# What to do:
Please write every entry out again, exactly as it reads below.
──────── Information shown ────────
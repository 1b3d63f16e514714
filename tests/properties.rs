//! Property-based tests for generation and match resolution using proptest
//!
//! These tests verify grid invariants hold across random levels and strikes:
//! - Columns stay compacted after every resolve
//! - Hard mode never places equal colors side by side
//! - Cascades terminate and only ever remove blocks
//! - A strike without a match only adds its own block

use std::sync::mpsc;
use std::thread;
use std::time::Duration;

use proptest::prelude::*;
use rand::SeedableRng;
use rand_pcg::Pcg32;
use ring_match::{
    ColorId, FillMode, Grid, GridGenerator, LevelConfig, MatchEngine, Palette, Position, Session,
    Strike,
};

const MAX_DIM: usize = 12;
const MAX_STRIKES: usize = 60;
const HARD_GRIDS: u64 = 1000;

fn fill_mode() -> impl Strategy<Value = FillMode> {
    prop_oneof![
        Just(FillMode::Easy),
        Just(FillMode::Normal),
        Just(FillMode::Hard),
    ]
}

/// Level small enough to resolve quickly, big enough to cascade
fn level() -> impl Strategy<Value = LevelConfig> {
    (3..=MAX_DIM, 2..=MAX_DIM, fill_mode(), 1u32..5, any::<u64>())
        .prop_flat_map(|(n_slice, n_layer, mode, denominator, seed)| {
            (0..=n_layer).prop_map(move |fill_height| LevelConfig {
                n_slice,
                n_layer,
                palette: Palette::default(),
                fill_height,
                empty_probability_denominator: denominator,
                fill_mode: mode,
                seed: Some(seed),
            })
        })
}

fn strikes() -> impl Strategy<Value = Vec<(usize, u8)>> {
    prop::collection::vec((0..MAX_DIM, 1u8..6), 0..MAX_STRIKES)
}

fn same_colored_neighbors(grid: &Grid) -> Vec<(Position, Position)> {
    let mut pairs = Vec::new();
    for pos in grid.positions() {
        let color = grid.color(pos);
        if color.is_empty() {
            continue;
        }
        let right = grid.right_of(pos);
        if right != pos && grid.color(right) == color {
            pairs.push((pos, right));
        }
        if let Some(up) = grid.above(pos) {
            if grid.color(up) == color {
                pairs.push((pos, up));
            }
        }
    }
    pairs
}

proptest! {
    #![proptest_config(ProptestConfig::with_cases(128))]

    #[test]
    fn generated_grids_are_compacted(config in level()) {
        let session = Session::new(config).unwrap();
        prop_assert!(session.grid().is_compacted());
    }

    #[test]
    fn columns_stay_compacted_after_strikes(config in level(), shots in strikes()) {
        let mut session = Session::new(config).unwrap();
        for (slice, color) in shots {
            let slice = slice % session.grid().n_slice();
            let filled_before = session.grid().filled();
            if let Strike::Placed { changes, .. } = session.strike(slice, ColorId(color)).unwrap() {
                prop_assert!(session.grid().is_compacted(), "gap after strike:\n{}", session.grid());
                // Cascades only ever remove blocks
                prop_assert_eq!(session.grid().filled() + changes.cleared, filled_before + 1);
                prop_assert!((changes.cascades as usize) <= filled_before);
            }
        }
    }

    #[test]
    fn strike_without_match_only_adds_its_block(config in level(), slice in 0..MAX_DIM, color in 1u8..6) {
        let mut session = Session::new(config).unwrap();
        let slice = slice % session.grid().n_slice();
        let before = session.grid().clone();
        let landing = match session.landing(slice).unwrap() {
            ring_match::Landing::Cell(pos) => pos,
            _ => return Ok(()),
        };

        let mut placed = before.clone();
        placed.set(landing, ColorId(color));
        prop_assume!(!MatchEngine::new().find(&placed, landing).is_clear());

        let changes = session.place_and_resolve(landing.slice, landing.layer, ColorId(color)).unwrap();
        prop_assert_eq!(changes.positions.into_iter().collect::<Vec<_>>(), vec![landing]);
        prop_assert_eq!(session.grid(), &placed);
    }

    #[test]
    fn resolve_without_match_returns_empty_change_set(config in level(), slice in 0..MAX_DIM, color in 1u8..6) {
        let mut grid = Session::new(config).unwrap().grid().clone();
        let slice = slice % grid.n_slice();
        let Ok(ring_match::Landing::Cell(pos)) = grid.landing(slice) else {
            return Ok(());
        };
        grid.set(pos, ColorId(color));
        prop_assume!(!MatchEngine::new().find(&grid, pos).is_clear());

        let before = grid.clone();
        let changes = MatchEngine::new().resolve(&mut grid, pos).unwrap();
        prop_assert!(changes.is_empty());
        prop_assert_eq!(grid, before);
    }
}

#[test]
fn hard_mode_never_repeats_a_color_next_door() {
    let palette = Palette::default();
    assert_eq!(palette.len(), 6);
    for seed in 0..HARD_GRIDS {
        let mut rng = Pcg32::seed_from_u64(seed);
        let grid = GridGenerator::new(&mut rng)
            .generate(10, 8, &palette, 8, 3, FillMode::Hard)
            .unwrap();
        let violations = same_colored_neighbors(&grid);
        assert!(
            violations.is_empty(),
            "seed {}: {:?}\n{}",
            seed,
            violations,
            grid
        );
    }
}

#[test]
fn cascades_terminate_on_dense_grids() {
    let (tx, rx) = mpsc::channel();
    thread::spawn(move || {
        for seed in 0..200u64 {
            let config = LevelConfig {
                n_slice: MAX_DIM,
                n_layer: MAX_DIM,
                fill_height: MAX_DIM - 1,
                fill_mode: FillMode::Easy,
                seed: Some(seed),
                ..Default::default()
            };
            let mut session = Session::new(config).unwrap();
            for _ in 0..MAX_STRIKES {
                let slice = session.random_slice();
                let color = session.random_ball_color();
                if session.strike(slice, color).unwrap() == Strike::Blocked {
                    break;
                }
            }
        }
        tx.send(()).unwrap();
    });
    rx.recv_timeout(Duration::from_secs(60))
        .expect("cascade loop did not finish in time");
}

#[test]
fn uniform_ring_is_cleared_without_hanging() {
    // Every ring walk could circle forever here
    let column: &[u8] = &[1, 1];
    let columns = vec![column; MAX_DIM];
    let mut grid = Grid::from_columns(3, &columns);
    grid.set(Position::new(0, 2), ColorId(1));
    let changes = MatchEngine::new()
        .resolve(&mut grid, Position::new(0, 2))
        .unwrap();
    assert_eq!(changes.cleared, 2 * MAX_DIM + 1);
    assert_eq!(grid.filled(), 0);
}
────────
# Output below:
repository 1b3d63f16e514714
filename tests/properties.rs
//! Property-based tests for generation and match resolution using proptest
//!
//! These tests verify grid invariants hold across random levels and strikes:
//! - Columns stay compacted after every resolve
//! - Hard mode never places equal colors side by side
//! - Cascades terminate and only ever remove blocks
//! - A strike without a match only adds its own block

use std::sync::mpsc;
use std::thread;
use std::time::Duration;

use proptest::prelude::*;
use rand::SeedableRng;
use rand_pcg::Pcg32;
use ring_match::{
    ColorId, FillMode, Grid, GridGenerator, LevelConfig, MatchEngine, Palette, Position, Session,
    Strike,
};

const MAX_DIM: usize = 12;
const MAX_STRIKES: usize = 60;
const HARD_GRIDS: u64 = 1000;

fn fill_mode() -> impl Strategy<Value = FillMode> {
    prop_oneof![
        Just(FillMode::Easy),
        Just(FillMode::Normal),
        Just(FillMode::Hard),
    ]
}

/// Level small enough to resolve quickly, big enough to cascade
fn level() -> impl Strategy<Value = LevelConfig> {
    (3..=MAX_DIM, 2..=MAX_DIM, fill_mode(), 1u32..5, any::<u64>())
        .prop_flat_map(|(n_slice, n_layer, mode, denominator, seed)| {
            (0..=n_layer).prop_map(move |fill_height| LevelConfig {
                n_slice,
                n_layer,
                palette: Palette::default(),
                fill_height,
                empty_probability_denominator: denominator,
                fill_mode: mode,
                seed: Some(seed),
            })
        })
}

fn strikes() -> impl Strategy<Value = Vec<(usize, u8)>> {
    prop::collection::vec((0..MAX_DIM, 1u8..6), 0..MAX_STRIKES)
}

fn same_colored_neighbors(grid: &Grid) -> Vec<(Position, Position)> {
    let mut pairs = Vec::new();
    for pos in grid.positions() {
        let color = grid.color(pos);
        if color.is_empty() {
            continue;
        }
        let right = grid.right_of(pos);
        if right != pos && grid.color(right) == color {
            pairs.push((pos, right));
        }
        if let Some(up) = grid.above(pos) {
            if grid.color(up) == color {
                pairs.push((pos, up));
            }
        }
    }
    pairs
}

proptest! {
    #![proptest_config(ProptestConfig::with_cases(128))]

    #[test]
    fn generated_grids_are_compacted(config in level()) {
        let session = Session::new(config).unwrap();
        prop_assert!(session.grid().is_compacted());
    }

    #[test]
    fn columns_stay_compacted_after_strikes(config in level(), shots in strikes()) {
        let mut session = Session::new(config).unwrap();
        for (slice, color) in shots {
            let slice = slice % session.grid().n_slice();
            let filled_before = session.grid().filled();
            if let Strike::Placed { changes, .. } = session.strike(slice, ColorId(color)).unwrap() {
                prop_assert!(session.grid().is_compacted(), "gap after strike:\n{}", session.grid());
                // Cascades only ever remove blocks
                prop_assert_eq!(session.grid().filled() + changes.cleared, filled_before + 1);
                prop_assert!((changes.cascades as usize) <= filled_before);
            }
        }
    }

    #[test]
    fn strike_without_match_only_adds_its_block(config in level(), slice in 0..MAX_DIM, color in 1u8..6) {
        let mut session = Session::new(config).unwrap();
        let slice = slice % session.grid().n_slice();
        let before = session.grid().clone();
        let landing = match session.landing(slice).unwrap() {
            ring_match::Landing::Cell(pos) => pos,
            _ => return Ok(()),
        };

        let mut placed = before.clone();
        placed.set(landing, ColorId(color));
        prop_assume!(!MatchEngine::new().find(&placed, landing).is_clear());

        let changes = session.place_and_resolve(landing.slice, landing.layer, ColorId(color)).unwrap();
        prop_assert_eq!(changes.positions.into_iter().collect::<Vec<_>>(), vec![landing]);
        prop_assert_eq!(session.grid(), &placed);
    }

    #[test]
    fn resolve_without_match_returns_empty_change_set(config in level(), slice in 0..MAX_DIM, color in 1u8..6) {
        let mut grid = Session::new(config).unwrap().grid().clone();
        let slice = slice % grid.n_slice();
        let Ok(ring_match::Landing::Cell(pos)) = grid.landing(slice) else {
            return Ok(());
        };
        grid.set(pos, ColorId(color));
        prop_assume!(!MatchEngine::new().find(&grid, pos).is_clear());

        let before = grid.clone();
        let changes = MatchEngine::new().resolve(&mut grid, pos).unwrap();
        prop_assert!(changes.is_empty());
        prop_assert_eq!(grid, before);
    }
}

#[test]
fn hard_mode_never_repeats_a_color_next_door() {
    let palette = Palette::default();
    assert_eq!(palette.len(), 6);
    for seed in 0..HARD_GRIDS {
        let mut rng = Pcg32::seed_from_u64(seed);
        let grid = GridGenerator::new(&mut rng)
            .generate(10, 8, &palette, 8, 3, FillMode::Hard)
            .unwrap();
        let violations = same_colored_neighbors(&grid);
        assert!(
            violations.is_empty(),
            "seed {}: {:?}\n{}",
            seed,
            violations,
            grid
        );
    }
}

#[test]
fn cascades_terminate_on_dense_grids() {
    let (tx, rx) = mpsc::channel();
    thread::spawn(move || {
        for seed in 0..200u64 {
            let config = LevelConfig {
                n_slice: MAX_DIM,
                n_layer: MAX_DIM,
                fill_height: MAX_DIM - 1,
                fill_mode: FillMode::Easy,
                seed: Some(seed),
                ..Default::default()
            };
            let mut session = Session::new(config).unwrap();
            for _ in 0..MAX_STRIKES {
                let slice = session.random_slice();
                let color = session.random_ball_color();
                if session.strike(slice, color).unwrap() == Strike::Blocked {
                    break;
                }
            }
        }
        tx.send(()).unwrap();
    });
    rx.recv_timeout(Duration::from_secs(60))
        .expect("cascade loop did not finish in time");
}

#[test]
fn uniform_ring_is_cleared_without_hanging() {
    // Every ring walk could circle forever here
    let column: &[u8] = &[1, 1];
    let columns = vec![column; MAX_DIM];
    let mut grid = Grid::from_columns(3, &columns);
    grid.set(Position::new(0, 2), ColorId(1));
    let changes = MatchEngine::new()
        .resolve(&mut grid, Position::new(0, 2))
        .unwrap();
    assert_eq!(changes.cleared, 2 * MAX_DIM + 1);
    assert_eq!(grid.filled(), 0);
}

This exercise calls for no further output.